The Texas State Opera Theatre is going to present a contemporary adaptation of “Hansel and Gretel” March 22-25 at the Texas State University Performing Arts Center.
The production is an English adaptation of the original German opera. It takes place in a 21st century apartment with modern renditions of characters.
Director Josh Miller said he has always envisioned the show set in this day and age and has always hoped to direct the show in this style.
Miller said in 17th century operas some of the roles were played by females dressed as males due to the demands of the style of singing. “Hansel and Gretel” bites back at that pratice, introducing males dressed as female characters instead.
“We have the witch played by a male and it’s very RuPaul-esque,” Miller said. “It’s definitely intended to shock a bit.”
Trinidad Agosto, vocal performance graduate student, plays the witch in drag and said he looks forward to surprising the audience with his unusual performance as a woman.
“I know people are going to see me, a grown man in heels, and think, ‘well, that guy’s having fun,’” Agosto said. “And I definitely will be.”
Mackenzie Bitz, vocal performance senior, plays Gretel in the show and said fairytales often have a moral that is obvious throughout the story.
“This (opera) is pretty dark and twisted, and you really have to dissect it to come out with a moral,” Bitz said.
“Hansel and Gretel” has brought back Bitz’s love for opera, and this is the first time she has been able to experiment with a role.
“I get to play a little girl, and it’s such an escape as a college student to just let go and jump around and dance and just sing my heart out,” Bitz said.
Miller said the opera is a different style and set in different time period than those recently performed at Texas State.

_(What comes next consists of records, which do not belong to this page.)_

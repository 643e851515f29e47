use dotenvy::dotenv;
use once_cell::sync::Lazy;
use std::env;
use std::path::PathBuf;
use std::time::Duration;

use crate::data_models::ListingSystem;
use crate::error::ConfigError;

/// Hard ceiling on search results requested in one run.
pub const MAX_RESULTS_CAP: usize = 1000;

const MAX_SECONDS: f64 = 3600.0;

pub const DEFAULT_CACHE_PATH: &str = ".listing_scout_cache.json";

pub static CONFIG: Lazy<EnvConfig> = Lazy::new(|| {
    dotenv().ok(); // Load .env file if present
    EnvConfig::from_env()
});

/// Settings read from the process environment.
#[derive(Debug, Clone, Default)]
pub struct EnvConfig {
    pub brave_api_key: Option<String>,
    pub disable_google: bool,
    pub disable_duckduckgo: bool,
    pub cache_path: PathBuf,
}

impl EnvConfig {
    pub fn from_env() -> EnvConfig {
        EnvConfig {
            brave_api_key: get_env_opt("BRAVE_API_KEY"),
            disable_google: get_env_flag("DISABLE_GOOGLE"),
            disable_duckduckgo: get_env_flag("DISABLE_DUCKDUCKGO"),
            cache_path: PathBuf::from(get_env_or_default("LISTING_SCOUT_CACHE", DEFAULT_CACHE_PATH)),
        }
    }
}

fn get_env_opt(key: &str) -> Option<String> {
    env::var(key)
        .ok()
        .map(|v| v.trim().to_string())
        .filter(|v| !v.is_empty())
}

fn get_env_or_default(key: &str, default: &str) -> String {
    get_env_opt(key).unwrap_or_else(|| default.to_string())
}

fn get_env_flag(key: &str) -> bool {
    get_env_opt(key).is_some_and(|v| parse_flag(&v))
}

fn parse_flag(value: &str) -> bool {
    matches!(
        value.to_ascii_lowercase().as_str(),
        "1" | "true" | "yes" | "on"
    )
}

/// Run-wide knobs. Built once, read-only afterwards.
#[derive(Debug, Clone, PartialEq)]
pub struct SearchConfig {
    pub target_count: usize,
    pub buildium_threshold: usize,
    pub appfolio_threshold: usize,
    pub results_per_page: usize,
    pub delay: Duration,
    pub jitter: Duration,
    pub result_cap: usize,
    pub max_retries: u32,
    pub request_timeout: Duration,
}

impl Default for SearchConfig {
    fn default() -> Self {
        SearchConfig {
            target_count: 10,
            buildium_threshold: 21,
            appfolio_threshold: 20,
            results_per_page: 10,
            delay: Duration::from_secs(1),
            jitter: Duration::from_millis(500),
            result_cap: MAX_RESULTS_CAP,
            max_retries: 3,
            request_timeout: Duration::from_secs(15),
        }
    }
}

impl SearchConfig {
    pub fn threshold_for(&self, system: ListingSystem) -> usize {
        match system {
            ListingSystem::Buildium => self.buildium_threshold,
            ListingSystem::AppFolio => self.appfolio_threshold,
        }
    }

    pub fn validate(&self) -> Result<(), ConfigError> {
        if self.target_count == 0 {
            return Err(invalid("target_count", "must be at least 1"));
        }
        if self.results_per_page == 0 || self.results_per_page > 100 {
            return Err(invalid("results_per_page", "must be between 1 and 100"));
        }
        if self.result_cap == 0 || self.result_cap > MAX_RESULTS_CAP {
            return Err(invalid(
                "result_cap",
                &format!("must be between 1 and {MAX_RESULTS_CAP}"),
            ));
        }
        if self.request_timeout.is_zero() {
            return Err(invalid("request_timeout", "must be positive"));
        }
        Ok(())
    }
}

/// Converts a user supplied number of seconds into a `Duration`.
pub fn seconds(field: &'static str, secs: f64) -> Result<Duration, ConfigError> {
    if !secs.is_finite() || !(0.0..=MAX_SECONDS).contains(&secs) {
        return Err(invalid(field, "must be between 0 and 3600 seconds"));
    }
    Ok(Duration::from_secs_f64(secs))
}

fn invalid(field: &'static str, reason: &str) -> ConfigError {
    ConfigError::InvalidSetting {
        field,
        reason: reason.to_string(),
    }
}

The “Hansel and Gretel” opera was written in the 19th century, unlike other operas Texas State has performed in the recent past.
The opera is set to have an 80-piece orchestra and the actors are expected to sing over the instruments without any assistance from mics. Bitz said opera tends to be very extravagant and immersive, with complex story lines and is an under-appreciated, advanced form of art.
“Opera has been around since the 1600s, and I’m pretty sure if they had an IMAX theater back then, that’s where they would be,” Agosto said. “It’s entertainment. It just comes down to that.”
Texas State Opera Theatre creates a fun, familiar setting for a traditional fairy-tale. Tickets are available on Texas State Presents and run at $15 for adults and $8 for Texas State students.